Knowledge of Abhidhamma can help us in meditation as well as in daily life.

Abhidhamma is like a mental map.
But with a road-, city- or hiking-map alone we do not arrive at the destination. We must have learned to read the map and be able to interpret it, but above all we have to set off and walk ourselves. A map has no end in itself. But no matter where we want to go or what we are searching, with a good, exact and complete map we will reach our goal safely. Without map or without understanding it our way will be a trial and error journey, probably with a lot of detours, dead ends, stumbling blocks and hindrances. If and when we will reach the goal, is doubtful.

Or we are lucky enough to be able to confide ourselves in an experienced mountain-guide – that is to say to practise under the guidance of an experienced master. This can save many detours, wrong tracks and a lot of time and energy. If one does not have or find such an experienced teacher or guide or does not want to totally depend on him or her, it is better to take the doctrine itself as teacher. As the Buddha had said: "The Dhamma may be your teacher, your refuge, your light..."

Examples of application:

  • It is said: Joy (pīti) is an enlightenment-factor and should be developed, because joy leads to concentration (sāmadhi) and concentration to insight, wisdom and liberation. But which kind of joy, rapture, zest, interest? Is every joy "wholesome", leading us into the direction of enlightenment? Certainly we know, malicious glee (schadenfreude) surely not! But otherwise? In the Abhidhamma, joy and associated mental states are analysed in detail, and it is explained, which kinds are wholesome, which unwholesome. Through Abhidhamma we get criteria how we can examine joy in ourselves. With them we ourselves can decide then if to cultivate and develop this joy or better to give it up.

  • Fear is suffering and unwholesome. Always? Actually fear only occurs in the types of con-sciousness rooted in hatred (dosamula cittas), which we want to overcome and in any case not to develop. But there are also kinds of "wholesome fear" which are to be developed and cultivated:
    Ottappa – fear of consequences, if we would act immorally - therefore we show consideration and abstain from immoral deeds;
    Saṃvega – fear of "conditioned phenomena", of transitoriness and death... - this leads to a sense of urgency and to vīriya (effort and energy) in our practice, what indeed is good.

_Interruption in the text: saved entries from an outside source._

// src/wizard/engine.rs

use serde_json::Value;

use crate::{
    common::i18n::Localized,
    wizard::{
        context::{NoticeKind, UiContext},
        submit::{PlanningSubmitter, SubmitError},
    },
};

/// Quando uma etapa conta como concluída.
pub enum Completion<D> {
    Predicate(fn(&D) -> bool),
    Always,
    /// Só conclui depois de um envio aceito; `ready` libera o envio.
    AfterSubmit { ready: fn(&D) -> bool },
}

// Manual: `derive` exigiria `D: Clone`
impl<D> Clone for Completion<D> {
    fn clone(&self) -> Self {
        match self {
            Completion::Predicate(f) => Completion::Predicate(*f),
            Completion::Always => Completion::Always,
            Completion::AfterSubmit { ready } => Completion::AfterSubmit { ready: *ready },
        }
    }
}

/// Uma linha da tabela declarativa de etapas.
pub struct StepDefinition<D> {
    pub key: &'static str,
    pub title: Localized,
    pub fields: &'static [&'static str],
    pub completion: Completion<D>,
}

impl<D> Clone for StepDefinition<D> {
    fn clone(&self) -> Self {
        Self {
            key: self.key,
            title: self.title,
            fields: self.fields,
            completion: self.completion.clone(),
        }
    }
}

/// O que acontece com o rascunho depois de um envio aceito.
#[derive(Debug, Clone, Copy, Default, PartialEq, Eq)]
pub enum ResetPolicy {
    #[default]
    ResetToStart,
    KeepDraft,
}

/// Etapas (numeradas a partir de 1) que ainda impedem o envio.
pub fn submission_gaps<D>(steps: &[StepDefinition<D>], draft: &D) -> Vec<u8> {
    steps
        .iter()
        .enumerate()
        .filter(|(_, step)| match &step.completion {
            Completion::Predicate(done) => !done(draft),
            Completion::Always => false,
            Completion::AfterSubmit { ready } => !ready(draft),
        })
        .map(|(index, _)| (index + 1) as u8)
        .collect()
}

/// Máquina de estados linear sobre uma tabela de etapas.
pub struct Wizard<D> {
    steps: Vec<StepDefinition<D>>,
    current: usize,
    draft: D,
    submitted: bool,
    policy: ResetPolicy,
}

impl<D: Default> Wizard<D> {
    pub fn new(steps: Vec<StepDefinition<D>>, policy: ResetPolicy) -> Self {
        debug_assert!(!steps.is_empty(), "um assistente precisa de ao menos uma etapa");
        Self {
            steps,
            current: 1,
            draft: D::default(),
            submitted: false,
            policy,
        }
    }
}

impl<D> Wizard<D> {
    pub fn current_step(&self) -> usize {
        self.current
    }

    pub fn total_steps(&self) -> usize {
        self.steps.len()
    }

    pub fn steps(&self) -> &[StepDefinition<D>] {
        &self.steps
    }

    pub fn draft(&self) -> &D {
        &self.draft
    }

    /// Qualquer mutação do rascunho passa por aqui.
    pub fn update(&mut self, edit: impl FnOnce(&mut D)) {
        edit(&mut self.draft);
        self.submitted = false;
    }

    pub fn is_step_complete(&self, step: usize) -> bool {
        let Some(definition) = step.checked_sub(1).and_then(|i| self.steps.get(i)) else {
            return false;
        };
        match &definition.completion {
            Completion::Predicate(done) => done(&self.draft),
            Completion::Always => true,
            Completion::AfterSubmit { .. } => self.submitted,
        }
    }

    /// A etapa atual está concluída e existe uma próxima.
    pub fn can_advance(&self) -> bool {
        self.current < self.steps.len() && self.is_step_complete(self.current)
    }

    /// Sem efeito (retorna `false`) quando bloqueado.
    pub fn advance(&mut self) -> bool {
        if !self.can_advance() {
            return false;
        }
        self.current += 1;
        true
    }

    pub fn retreat(&mut self) -> bool {
        if self.current <= 1 {
            return false;
        }
        self.current -= 1;
        true
    }

    /// Para trás sempre; para frente só a próxima etapa e se ela estiver liberada.
    pub fn jump_to(&mut self, target: usize) -> bool {
        if target == 0 || target > self.steps.len() {
            return false;
        }
        if target <= self.current || (target == self.current + 1 && self.can_advance()) {
            self.current = target;
            return true;
        }
        false
    }

    /// Recalculado a cada chamada; desmarcar algo pode reduzir o valor.
    pub fn progress_percent(&self) -> f64 {
        if self.steps.is_empty() {
            return 0.0;
        }
        let done = (1..=self.steps.len()).filter(|&s| self.is_step_complete(s)).count();
        done as f64 / self.steps.len() as f64 * 100.0
    }

    pub fn can_submit(&self) -> bool {
        self.current == self.steps.len() && submission_gaps(&self.steps, &self.draft).is_empty()
    }
}

impl<D: Default + Sync> Wizard<D> {
    /// Envia o rascunho. Em caso de falha nada muda além do aviso de erro,
    /// e o usuário pode tentar de novo.
    pub async fn submit<S>(&mut self, submitter: &S, ctx: &mut UiContext) -> Result<Value, SubmitError>
    where
        S: PlanningSubmitter<D> + ?Sized,
    {
        if self.current != self.steps.len() {
            return Err(SubmitError::NotAtFinalStep { current: self.current });
        }
        let gaps = submission_gaps(&self.steps, &self.draft);
        if !gaps.is_empty() {
            return Err(SubmitError::Incomplete { steps: gaps });
        }

        match submitter.submit(&self.draft).await {
            Ok(receipt) => {
                match self.policy {
                    ResetPolicy::ResetToStart => {
                        self.draft = D::default();
                        self.current = 1;
                        self.submitted = false;
                    }
                    ResetPolicy::KeepDraft => self.submitted = true,
                }
                ctx.push(NoticeKind::Success, SUBMIT_SUCCESS_TITLE, SUBMIT_SUCCESS_BODY);
                Ok(receipt)
            }
            Err(e) => {
                tracing::warn!("Envio do planejamento falhou: {e}");
                ctx.push(NoticeKind::Error, SUBMIT_ERROR_TITLE, SUBMIT_ERROR_BODY);
                Err(e)
            }
        }
    }
}

const SUBMIT_SUCCESS_TITLE: Localized = Localized::new("تم إرسال الطلب بنجاح", "Request submitted successfully");
const SUBMIT_SUCCESS_BODY: Localized = Localized::new("سيتم التواصل معك قريباً", "We will contact you soon");
const SUBMIT_ERROR_TITLE: Localized = Localized::new("خطأ في إرسال الطلب", "Error submitting request");
const SUBMIT_ERROR_BODY: Localized = Localized::new(
    "حدث خطأ، يرجى المحاولة مرة أخرى",
    "An error occurred, please try again",
);

#[cfg(test)]
mod tests {
    use super::*;
    use crate::{
        common::i18n::Language,
        wizard::{
            draft::{FileHandle, PlanningDraft},
            steps::{mobile_app_steps, specialization_steps},
        },
    };
    use async_trait::async_trait;
    use serde_json::json;
    use std::sync::atomic::{AtomicUsize, Ordering};

    fn mobile() -> Wizard<PlanningDraft> {
        Wizard::new(mobile_app_steps(), ResetPolicy::ResetToStart)
    }

    fn fill_all(draft: &mut PlanningDraft) {
        draft.app_type = "ecommerce".into();
        draft.platforms.toggle("ios");
        draft.features.toggle("payments");
        draft.project.app_name = "Souq".into();
        draft.project.app_description = "Marketplace".into();
        draft.contact.name = "Huda".into();
        draft.contact.email = "huda@example.com".into();
    }

    // Avança até a última etapa (o rascunho precisa estar completo)
    fn walk_to_end(wizard: &mut Wizard<PlanningDraft>) {
        while wizard.advance() {}
        assert_eq!(wizard.current_step(), wizard.total_steps());
    }

    struct Scripted {
        status: Option<u16>,
        calls: AtomicUsize,
    }

    #[async_trait]
    impl PlanningSubmitter<PlanningDraft> for Scripted {
        async fn submit(&self, _draft: &PlanningDraft) -> Result<Value, SubmitError> {
            self.calls.fetch_add(1, Ordering::SeqCst);
            match self.status {
                None => Ok(json!({ "ok": true })),
                Some(status) => Err(SubmitError::Rejected { status, body: String::new() }),
            }
        }
    }

    #[test]
    fn step_predicates_follow_the_table() {
        let mut wizard = mobile();
        assert!(!wizard.is_step_complete(1));
        assert!(!wizard.is_step_complete(2));
        assert!(!wizard.is_step_complete(3));
        assert!(!wizard.is_step_complete(4));
        assert!(wizard.is_step_complete(5));
        assert!(!wizard.is_step_complete(6));

        // Qualquer texto não vazio conta, inclusive só espaços
        wizard.update(|d| d.app_type = " ".into());
        assert!(wizard.is_step_complete(1));
        wizard.update(|d| d.app_type.clear());
        assert!(!wizard.is_step_complete(1));

        wizard.update(|d| {
            d.platforms.toggle("android");
        });
        assert!(wizard.is_step_complete(2));

        wizard.update(|d| {
            d.features.toggle("chat");
        });
        assert!(wizard.is_step_complete(3));

        // Etapa 4 exige os quatro campos
        wizard.update(|d| {
            d.project.app_name = "Souq".into();
            d.project.app_description = "Marketplace".into();
            d.contact.name = "Huda".into();
        });
        assert!(!wizard.is_step_complete(4));
        wizard.update(|d| d.contact.email = "huda@example.com".into());
        assert!(wizard.is_step_complete(4));
    }

    #[test]
    fn advance_is_a_no_op_while_blocked() {
        let mut wizard = mobile();
        assert!(!wizard.can_advance());
        assert!(!wizard.advance());
        assert_eq!(wizard.current_step(), 1);

        wizard.update(|d| d.app_type = "health".into());
        assert!(wizard.advance());
        assert_eq!(wizard.current_step(), 2);

        assert!(wizard.retreat());
        assert!(!wizard.retreat());
        assert_eq!(wizard.current_step(), 1);
    }

    #[test]
    fn direct_jumps_cannot_skip_ahead() {
        let mut wizard = mobile();
        wizard.update(fill_all);
        assert!(wizard.advance());
        assert!(wizard.advance());
        assert_eq!(wizard.current_step(), 3);

        assert!(!wizard.jump_to(5), "s + 2 is never allowed");
        assert!(wizard.jump_to(4), "s + 1 is allowed when the step is complete");
        assert!(wizard.jump_to(1));
        assert!(wizard.jump_to(1), "jumping to the current step is accepted");
        assert!(!wizard.jump_to(0));
        assert!(!wizard.jump_to(7));

        // Etapa atual incompleta bloqueia s + 1
        wizard.update(|d| d.app_type.clear());
        assert!(!wizard.jump_to(2));
    }

    #[test]
    fn progress_is_recomputed_from_the_draft() {
        let mut wizard = mobile();
        // Só a etapa 5 (sempre concluída) conta no rascunho vazio
        assert!((wizard.progress_percent() - 100.0 / 6.0).abs() < 1e-9);

        wizard.update(fill_all);
        assert!((wizard.progress_percent() - 500.0 / 6.0).abs() < 1e-9);

        wizard.update(|d| {
            d.features.toggle("payments");
        });
        assert!((wizard.progress_percent() - 400.0 / 6.0).abs() < 1e-9);
    }

    #[test]
    fn progress_without_the_always_step_starts_at_zero() {
        let wizard: Wizard<PlanningDraft> = Wizard::new(
            mobile_app_steps().into_iter().filter(|s| !matches!(s.completion, Completion::Always)).collect(),
            ResetPolicy::ResetToStart,
        );
        assert_eq!(wizard.progress_percent(), 0.0);
    }

    #[tokio::test]
    async fn failed_submit_leaves_the_draft_untouched() {
        let mut wizard = mobile();
        wizard.update(|d| {
            fill_all(d);
            d.add_file(FileHandle::new("brief.pdf", "application/pdf", vec![1, 2, 3]));
        });
        walk_to_end(&mut wizard);

        let before = wizard.draft().clone();
        let submitter = Scripted { status: Some(500), calls: AtomicUsize::new(0) };
        let mut ctx = UiContext::new(Language::English);

        let err = wizard.submit(&submitter, &mut ctx).await.unwrap_err();
        assert!(matches!(err, SubmitError::Rejected { status: 500, .. }));
        assert_eq!(wizard.draft(), &before);
        assert_eq!(wizard.current_step(), 6);
        assert!(!wizard.is_step_complete(6));
        assert_eq!(ctx.notices().back().map(|n| n.kind), Some(NoticeKind::Error));
    }

    #[tokio::test]
    async fn successful_submit_resets_to_start() {
        let mut wizard = mobile();
        wizard.update(fill_all);
        walk_to_end(&mut wizard);

        let submitter = Scripted { status: None, calls: AtomicUsize::new(0) };
        let mut ctx = UiContext::new(Language::Arabic);
        wizard.submit(&submitter, &mut ctx).await.unwrap();

        assert_eq!(wizard.current_step(), 1);
        assert_eq!(wizard.draft(), &PlanningDraft::default());
        assert_eq!(submitter.calls.load(Ordering::SeqCst), 1);
        assert_eq!(ctx.notices().back().map(|n| n.kind), Some(NoticeKind::Success));
    }

    #[tokio::test]
    async fn keep_draft_marks_the_final_step_complete() {
        let mut wizard = Wizard::new(mobile_app_steps(), ResetPolicy::KeepDraft);
        wizard.update(fill_all);
        walk_to_end(&mut wizard);

        let submitter = Scripted { status: None, calls: AtomicUsize::new(0) };
        wizard.submit(&submitter, &mut UiContext::default()).await.unwrap();

        assert_eq!(wizard.current_step(), 6);
        assert!(wizard.is_step_complete(6));
        assert_eq!(wizard.progress_percent(), 100.0);

        // Editar de novo reabre a última etapa
        wizard.update(|d| d.project.budget = "5000".into());
        assert!(!wizard.is_step_complete(6));
    }

    #[tokio::test]
    async fn submit_is_refused_before_the_last_step() {
        let mut wizard = mobile();
        wizard.update(fill_all);
        let submitter = Scripted { status: None, calls: AtomicUsize::new(0) };

        let err = wizard.submit(&submitter, &mut UiContext::default()).await.unwrap_err();
        assert!(matches!(err, SubmitError::NotAtFinalStep { current: 1 }));
        assert_eq!(submitter.calls.load(Ordering::SeqCst), 0);
    }

    #[tokio::test]
    async fn specialization_flow_needs_contact_before_submit() {
        let mut wizard = Wizard::new(specialization_steps(), ResetPolicy::ResetToStart);
        wizard.update(|d| {
            d.app_type = "ecommerce".into();
            d.features.toggle("payments");
            d.specializations.toggle("retail");
            d.project.app_name = "Souq".into();
            d.project.app_description = "Marketplace".into();
        });
        while wizard.advance() {}
        assert_eq!(wizard.current_step(), 6);
        assert!(!wizard.can_submit());

        let submitter = Scripted { status: None, calls: AtomicUsize::new(0) };
        let err = wizard.submit(&submitter, &mut UiContext::default()).await.unwrap_err();
        assert!(matches!(err, SubmitError::Incomplete { ref steps } if steps == &[6]));

        wizard.update(|d| {
            d.contact.name = "Huda".into();
            d.contact.email = "huda@example.com".into();
        });
        assert!(wizard.can_submit());
        wizard.submit(&submitter, &mut UiContext::default()).await.unwrap();
    }
}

  • Are wishes always accompanied by craving, desire, greed? Do we have to give up all our wishes? No. The mental factor "chanda" is not only associated with unwholesome conscious-ness rooted in greed (lobha). It associates - more or less developed and strong - with almost all types of consciousness, so with all kinds of wholesome consciousness too. The wish to meditate is good, also the wish to study and understand Abhidhamma, the wish to help a person or the wish to attain Nibbāna. Chanda can be very powerful. There are sayings like "Where there is a wish, there is a way", or "The wish can move mountains." But, we should pay attention what we wish and with which motivation...

  • Shwezigon-pagoda drawingWith Abhidhamma-knowledge we understand better which qualities to develop and how. If we know the conditions which make us happy and free, we can try to create them or strengthen them. And learning how our mind works and functions, we can apply these natural laws for our own goals.